Dataset entries:
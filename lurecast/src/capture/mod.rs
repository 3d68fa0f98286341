//! # Capture sink
//!
//! Turns every datagram that reaches the honeypot into exactly one
//! [`CaptureEvent`] for the logging collaborator ([`EventLogger`]):
//!
//! ```text
//! datagram + (local, peer) ──► DecodedMessage::decode ──┬─ Ok  ──► "llmnr.data"
//!                                                        └─ Err ──► "llmnr.parse_error"
//!                                                                        │
//!                                                            EventLogger::log(&event)
//! ```
//!
//! The sink sits directly on attacker-controlled input. Decode failures end
//! here as a parse-failure event carrying the peer address and the decoder's
//! reason; nothing propagates back into the receive loop.
//!
//! ## Loggers
//!
//! - [`TracingLogger`] - events as `tracing` records (JSON payload field).
//! - [`ChannelLogger`] (`tokio-dep`) - events formatted by a [`LogFormatter`]
//!   and published on a broadcast channel for any number of consumers.
//!
//! ## Formatters
//!
//! - [`StructuredFormatter`] - the [`CaptureEvent`] itself.
//! - [`JsonFormatter`] - one JSON object per event:
//!
//! ```text
//! {"event":"llmnr.data","protocol":"llmnr","kind":"data",
//!  "local_ip":"224.0.0.252","local_port":5355,"peer_ip":"10.0.4.17","peer_port":61022,
//!  "query":{"id":4660,"is_response":false,"opcode":0,...,"questions":[...]}}
//! ```
use std::net::SocketAddr;
use std::sync::Arc;

use tracing::debug;

use crate::dns::message::DecodedMessage;

mod event;
pub use event::{CaptureEvent, EventKind, EventPayload, ParseFailure, TransportInfo};
pub mod formatter;
pub use formatter::{JsonFormatter, LogFormatter, StructuredFormatter};
mod logger;
pub use logger::{EventLogger, TracingLogger};
#[cfg(feature = "tokio-dep")]
pub use logger::{ChannelLogger, EventStream};

/// Protocol name stamped on LLMNR capture events.
pub const LLMNR_PROTOCOL: &str = "llmnr";

/// Decodes inbound datagrams and hands the resulting events to a logger.
#[derive(Clone)]
pub struct CaptureSink {
    protocol: &'static str,
    logger: Arc<dyn EventLogger>,
}

impl CaptureSink {
    pub fn new(protocol: &'static str, logger: Arc<dyn EventLogger>) -> Self {
        Self { protocol, logger }
    }

    pub fn protocol(&self) -> &'static str {
        self.protocol
    }

    /// Decodes `data` received on `local` from `peer` and logs one event.
    ///
    /// Never fails; returns the kind of event that was emitted.
    pub fn on_datagram(&self, data: &[u8], local: SocketAddr, peer: SocketAddr) -> EventKind {
        let transport = TransportInfo::new(local, peer);

        let event = match DecodedMessage::decode(data) {
            Ok(message) => CaptureEvent::data(self.protocol, transport, message),
            Err(e) => {
                debug!(%peer, len = data.len(), error = %e, "undecodable datagram");
                CaptureEvent::parse_failure(
                    self.protocol,
                    transport,
                    ParseFailure {
                        peer_address: peer.ip(),
                        reason: e.to_string(),
                        length: data.len(),
                    },
                )
            }
        };

        let kind = event.kind;
        self.logger.log(&event);
        kind
    }
}
use anyhow::Context;
use clap::{Parser, ValueEnum};
use lurecast::capture::{ChannelLogger, EventLogger, JsonFormatter, TracingLogger};
use lurecast::config::{CliOverrides, EventOutput, LogFormat};
use lurecast::service::LlmnrHoneypot;
use std::sync::Arc;
use tokio_util::sync::CancellationToken;
use tracing::{error, info, warn};

mod bootstrap;

#[derive(Parser)]
#[command(name = "lurecast")]
#[command(version)]
#[command(about = "LLMNR deception engine - captures name-resolution probes and announces a decoy host")]
struct Cli {
    /// Configuration file path
    #[arg(short = 'c', long, value_name = "FILE")]
    config: Option<String>,

    /// Local address of the capture socket
    #[arg(short = 'b', long)]
    bind: Option<String>,

    /// Interface address used to join the LLMNR group
    #[arg(short = 'i', long)]
    interface: Option<String>,

    /// UDP port (LLMNR uses 5355)
    #[arg(short = 'p', long)]
    port: Option<u16>,

    /// Machine name announced by the decoy
    #[arg(short = 'n', long)]
    machine_name: Option<String>,

    /// Base pause between presence queries, in seconds
    #[arg(long, value_name = "SECS")]
    interval: Option<u64>,

    /// Maximum deviation from the base pause, in seconds
    #[arg(long, value_name = "SECS")]
    jitter: Option<u64>,

    /// Log level (trace, debug, info, warn, error)
    #[arg(long)]
    log_level: Option<String>,

    /// Log output format
    #[arg(long, value_enum)]
    log_format: Option<FormatArg>,

    /// Where capture events are written
    #[arg(long, value_enum)]
    events: Option<EventsArg>,
}

#[derive(Clone, Copy, ValueEnum)]
enum FormatArg {
    Compact,
    Json,
}

#[derive(Clone, Copy, ValueEnum)]
enum EventsArg {
    Tracing,
    Stdout,
}

impl Cli {
    fn overrides(&self) -> CliOverrides {
        CliOverrides {
            bind_address: self.bind.clone(),
            interface_address: self.interface.clone(),
            port: self.port,
            machine_name: self.machine_name.clone(),
            broadcast_interval_secs: self.interval,
            broadcast_jitter_secs: self.jitter,
            log_level: self.log_level.clone(),
            log_format: self.log_format.map(|f| match f {
                FormatArg::Compact => LogFormat::Compact,
                FormatArg::Json => LogFormat::Json,
            }),
            events: self.events.map(|e| match e {
                EventsArg::Tracing => EventOutput::Tracing,
                EventsArg::Stdout => EventOutput::Stdout,
            }),
        }
    }
}

#[tokio::main]
async fn main() -> anyhow::Result<()> {
    let cli = Cli::parse();

    let config = bootstrap::load_config(cli.config.as_deref(), cli.overrides())?;
    bootstrap::init_logging(&config.logging);
    bootstrap::print_banner();

    info!("Starting lurecast v{}", env!("CARGO_PKG_VERSION"));

    if !config.llmnr.enabled {
        warn!("LLMNR module disabled in configuration, nothing to run");
        return Ok(());
    }

    let mut event_channel = None;
    let mut printer = None;
    let logger: Arc<dyn EventLogger> = match config.logging.events {
        EventOutput::Tracing => Arc::new(TracingLogger),
        EventOutput::Stdout => {
            let channel = Arc::new(ChannelLogger::<JsonFormatter>::new(1024));
            let mut events = channel
                .subscribe()
                .context("event channel closed before start")?;

            printer = Some(tokio::spawn(async move {
                while let Some(line) = events.next().await {
                    println!("{line}");
                }
            }));
            event_channel = Some(channel.clone());
            channel
        }
    };

    let shutdown = CancellationToken::new();
    let honeypot = LlmnrHoneypot::new(config.llmnr.clone(), logger)?;
    let mut module = tokio::spawn(honeypot.run(shutdown.clone()));

    let outcome = tokio::select! {
        res = &mut module => res,
        sig = tokio::signal::ctrl_c() => {
            sig.context("failed to listen for Ctrl-C")?;
            info!("Shutdown requested");
            shutdown.cancel();
            module.await
        }
    };

    if let Some(channel) = event_channel {
        channel.close();
    }
    if let Some(printer) = printer {
        printer.await.ok();
    }

    match outcome.context("LLMNR module task failed")? {
        Ok(()) => {
            info!("lurecast stopped");
            Ok(())
        }
        Err(e) => {
            error!(error = %e, "LLMNR module stopped with an error");
            Err(e.into())
        }
    }
}
//! # Inbound LLMNR/DNS message decoding
//!
//! LLMNR reuses the RFC1035 message layout unchanged, so a datagram picked up
//! on `224.0.0.252:5355` is decoded exactly like a DNS message:
//!
//! - a fixed 12-byte [`HeaderSection`] (id, flags, four section counts),
//! - `qdcount` questions: name, query type, query class,
//! - `ancount` answers: name, a fixed type/class/ttl/rdlength block and
//!   `rdlength` bytes of record data.
//!
//! Authority and additional records are counted but not parsed.
//!
//! Record data is rendered as dotted decimal octets whatever the declared
//! type. The tools that probe a decoy only ever answer with address records,
//! so the rendering stays cheap and IPv4-shaped.
//!
//! The decoded form is a [`DecodedMessage`]. Its `questions` list is always
//! present, while `answers` is `None` (and omitted when serialized) unless
//! the header announces at least one answer.
//!
//! ```rust
//! use lurecast::dns::message::DecodedMessage;
//!
//! let datagram = [
//!     0x12, 0x34, 0x01, 0x00, 0x00, 0x01, 0x00, 0x00, 0x00, 0x00, 0x00, 0x00,
//!     4, b'w', b'p', b'a', b'd', 0, 0x00, 0x01, 0x00, 0x01,
//! ];
//!
//! let msg = DecodedMessage::decode(&datagram).unwrap();
//! assert_eq!(msg.id, 0x1234);
//! assert_eq!(msg.questions[0].domain_name, vec!["wpad"]);
//! assert!(msg.answers.is_none());
//! ```
use serde::Serialize;

use crate::dns::compressor::LabelCodec;
use crate::dns::{DecodeErrors, wire};

/// Represents the header section of a DNS message (RFC 1035 §4.1.1).
#[derive(Debug, Clone, Copy, PartialEq, Eq)]
pub struct HeaderSection {
    /// Identifier to match requests and responses.
    pub id: u16,
    /// Flags and control bits for the DNS message.
    /// Use [`DnsHeaderFlags`]
    pub flags: u16,
    /// Number of entries in the question section.
    pub qd_count: u16,
    /// Number of resource records in the answer section.
    pub an_count: u16,
    /// Number of name server records in the authority section.
    pub ns_count: u16,
    /// Number of resource records in the additional section.
    pub ar_count: u16,
}

impl HeaderSection {
    /// Size of the fixed header on the wire.
    pub const LEN: usize = 12;

    /// Converts the header into a 12-byte array suitable for network transmission.
    pub fn to_bytes(&self) -> [u8; 12] {
        let mut bytes = [0u8; 12];
        bytes[0..2].copy_from_slice(&self.id.to_be_bytes());
        bytes[2..4].copy_from_slice(&self.flags.to_be_bytes());
        bytes[4..6].copy_from_slice(&self.qd_count.to_be_bytes());
        bytes[6..8].copy_from_slice(&self.an_count.to_be_bytes());
        bytes[8..10].copy_from_slice(&self.ns_count.to_be_bytes());
        bytes[10..12].copy_from_slice(&self.ar_count.to_be_bytes());
        bytes
    }

    /// Reads the six big-endian header fields at the start of `message`.
    pub fn from_bytes(message: &[u8]) -> Result<Self, DecodeErrors> {
        wire::take(message, 0, Self::LEN)?;

        Ok(Self {
            id: wire::read_u16(message, 0)?,
            flags: wire::read_u16(message, 2)?,
            qd_count: wire::read_u16(message, 4)?,
            an_count: wire::read_u16(message, 6)?,
            ns_count: wire::read_u16(message, 8)?,
            ar_count: wire::read_u16(message, 10)?,
        })
    }
}

/// Represents the 16-bit DNS flags field (RFC 1035 §4.1.1).
///
/// ```text
///   15  14 13 12 11  10   9   8   7   6  5  4   3  2  1  0
/// +---+-----------+---+---+---+---+--------+------------+
/// |QR |  OPCODE   |AA |TC |RD |RA |   Z    |   RCODE    |
/// +---+-----------+---+---+---+---+--------+------------+
/// ```
#[derive(Debug, Clone, Copy, PartialEq, Eq, Default, Serialize)]
pub struct DnsHeaderFlags {
    /// QR: the message is a response.
    pub is_response: bool,
    /// Operation code, 4 bits.
    pub opcode: u8,
    /// AA: Authoritative Answer
    pub is_authoritative: bool,
    /// TC: Truncation flag
    pub is_truncated: bool,
    /// RD: Recursion Desired
    pub recursion_desired: bool,
    /// RA: Recursion Available
    pub recursion_available: bool,
    /// Z: reserved bits, 3 bits.
    pub reserved: u8,
    /// Response code, 4 bits.
    pub response_code: u8,
}

impl DnsHeaderFlags {
    /// Encode the flags into a 16-bit integer.
    pub fn to_u16(self) -> u16 {
        ((self.is_response as u16) << 15)
            | ((self.opcode as u16 & 0b1111) << 11)
            | ((self.is_authoritative as u16) << 10)
            | ((self.is_truncated as u16) << 9)
            | ((self.recursion_desired as u16) << 8)
            | ((self.recursion_available as u16) << 7)
            | ((self.reserved as u16 & 0b111) << 4)
            | (self.response_code as u16 & 0b1111)
    }

    /// Decode from a 16-bit integer into structured flags.
    pub fn from_u16(value: u16) -> Self {
        Self {
            is_response: (value >> 15) & 1 != 0,
            opcode: ((value >> 11) & 0b1111) as u8,
            is_authoritative: (value >> 10) & 1 != 0,
            is_truncated: (value >> 9) & 1 != 0,
            recursion_desired: (value >> 8) & 1 != 0,
            recursion_available: (value >> 7) & 1 != 0,
            reserved: ((value >> 4) & 0b111) as u8,
            response_code: (value & 0b1111) as u8,
        }
    }
}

Directions for this task: Check each line of the entries, and copy the ones that contain "DecodeErrors".

Reply to the task:
use crate::dns::{DecodeErrors, wire};
    pub fn from_bytes(message: &[u8]) -> Result<Self, DecodeErrors> {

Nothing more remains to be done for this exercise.